An Agent is a Living M.F.A.
I recently got my M.F.A. and I’d like to tell you I am ecstatic and proud, but I’m just relieved it is done. I finished the M.A. part of the degree about 6 years ago and left school, but returned last year to finish the F.A. part. It has been a long 8 years. During this time I’ve experienced many rejections, failed novels and novellas, odd jobs from telemarketing to porn store managing, and doubts about being good enough. But I kept at it. This past year I actually made money writing and the biggest highlight was getting an agent. My work has yet to be accepted by a major press but some big ones have rejected it. You always celebrate the good defeats.
Having worked with an agent and finished an M.F.A., I see now that an agent is kind of like having a living M.F.A. When people talk about agents, they focus on the contracts and big press relationships, but what is often overlooked is how they can be a great asset in helping you become a better writer and build your network. The things I wanted with an M.F.A., I have found in my agent. An agent can offer many of the tangible and intangible things that people seek when entering a writing program.
The biggest selling point for getting an M.F.A. is the opportunity to work with a great writer. You get a mentor. Someone who can help you improve your craft is a game changer, but a good agent can show the same type of guidance while also helping you become more aware of what big press editors are seeking. Not only is an agent going to help you improve your current manuscript, they can help you develop your next project. They see what your strengths and weaknesses are and give you direction for the long-term. They can also recommend you for a project if it fits your strengths. They are invested in you. If you build a good working relationship with your agent you can work with them not just for two or three years like you would with an M.F.A instructor, but for twenty to thirty.
Probably the thing I struggled with the most and loathed about getting an M.F.A was writing the ‘scholarly paper.’ I failed the first time I did it. The second time I worked with a great professor and wrote a paper that turned out pretty well. I still hated doing it because it took my time away from ‘real writing.’ This was before I wrote a book proposal. An act that can feel tedious and pointless, but is very necessary if you want to write humorous non-fiction for mid to large sized presses. Like the scholarly paper, I didn’t know what the hell I was doing, but my agent showed me how to write one. Once I got the hang of it, I felt confident in writing them. Even when they were rejected, they still felt like a better use of my time than writing a scholarly paper.
When you start your M.F.A., you end up taking workshops. Classes with a lot of writers who probably hate your writing, and the feeling is usually mutual. It’s a good thing though, because you learn to take criticism and you learn what feedback to take and what is nonsense. Some writers I’ve met get really lost in workshops, and it can do more harm than good. Bringing your manuscript to an agent who digs your genre and style is much more productive. Whether it gets published or not, the feedback you get will be much more helpful, from a marketing standpoint. Some of the fiction I write is very weird and offbeat, and my agent will tell me which projects will work better with a small press.

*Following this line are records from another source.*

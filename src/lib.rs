//! Movie Catalog Query Service
//!
//! A read-only movie catalog served over HTTP. The catalog is loaded once
//! from a CSV dataset and answers three kinds of queries: lookup by id,
//! category substring filtering, and free-text search where every query
//! word is expanded into its synonyms before matching categories.
//!
//! # Modules
//!
//! - `types`: Core data structures (Record, SearchOutcome)
//! - `error`: Error taxonomy (load failures, missing records, lexicon outages)
//! - `catalog`: Immutable record store and dataset sources
//! - `search`: Tokenizer, lexical databases, synonym expansion, match engine
//! - `config`: Environment-driven service configuration
//! - `api`: Axum router and REST handlers
//!
//! # Example
//!
//! ```no_run
//! use std::sync::Arc;
//! use movie_catalog::{Catalog, CsvDatasetSource, MatchEngine, ThesaurusLexicon};
//!
//! let catalog = Catalog::load(&CsvDatasetSource::new("Dataset/netflix_titles.csv")).unwrap();
//! let engine = MatchEngine::new(Arc::new(ThesaurusLexicon::builtin()));
//! let outcome = engine.search(&catalog, "something funny").unwrap();
//! println!("{} matches", outcome.matches.len());
//! ```

pub mod api;
pub mod catalog;
pub mod config;
pub mod error;
pub mod search;
pub mod types;

// Re-export commonly used items at crate root
pub use catalog::{Catalog, CsvDatasetSource, DatasetSource};
pub use config::ServiceConfig;
pub use error::{CatalogError, Result};
pub use search::{
    filter_by_category, tokenize, CachedLexicon, LexicalDatabase, MatchEngine, Sense,
    SynonymExpander, TermSet, ThesaurusLexicon,
};
pub use types::{Record, SearchOutcome, ServiceResult, Year};

/// Library version
pub const VERSION: &str = env!("CARGO_PKG_VERSION");

/// Library name
pub const NAME: &str = env!("CARGO_PKG_NAME");
//! HTTP API for the movie catalog
//!
//! Thin request layer over the catalog and match engine: routing, status
//! codes and response bodies live here, query semantics do not.

pub mod http;
pub mod rest;
pub mod state;

pub use http::create_router;
pub use state::AppState;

The biggest upside of the M.F.A. experience is connecting with other writers, and the feeling of mutual inspiration. I have written and edited books with people I met in my MFA program. It’s awesome to already have the trust and respect established. An agent knows writers too, and can introduce you to writers who will inspire you and give some great pointers in publishing. I write a lot of humor and my agent set me up on a non-fiction comedy panel with another humor writer. It went really well. You might not make the same bonds like you did with your fellow M.F.A.’s, but all the writers your agent introduces you to are going to take writing seriously and professionally.
The last thing that all writers seek is some type of emotional support. You can get that while enrolled in your M.F.A program, but it is hard to keep it going once you’re back in the real world. Writer friends get busy, you grow apart from them, some writers get weird if you have a miniscule amount of success, and many of them just quit. It’s tough to find consistent support. It’s priceless to have someone you can confide in and has your best interest in mind. If you don’t get paid, your agent won’t get paid. Money aside, anything is easier when you feel someone has your back.
This not another M.F.A. is evil is article. I have no regrets and love the people and connections I’ve made, but I do believe an agent has more to offer than entering a writing program. The irony is, though, I wouldn’t have found my agent if I didn’t know someone from my writing program who introduced me. But if you feel you are at a place where you are good enough to get published and have a manuscript that shows your talent, I would send out query letters versus applying to M.F.A. programs.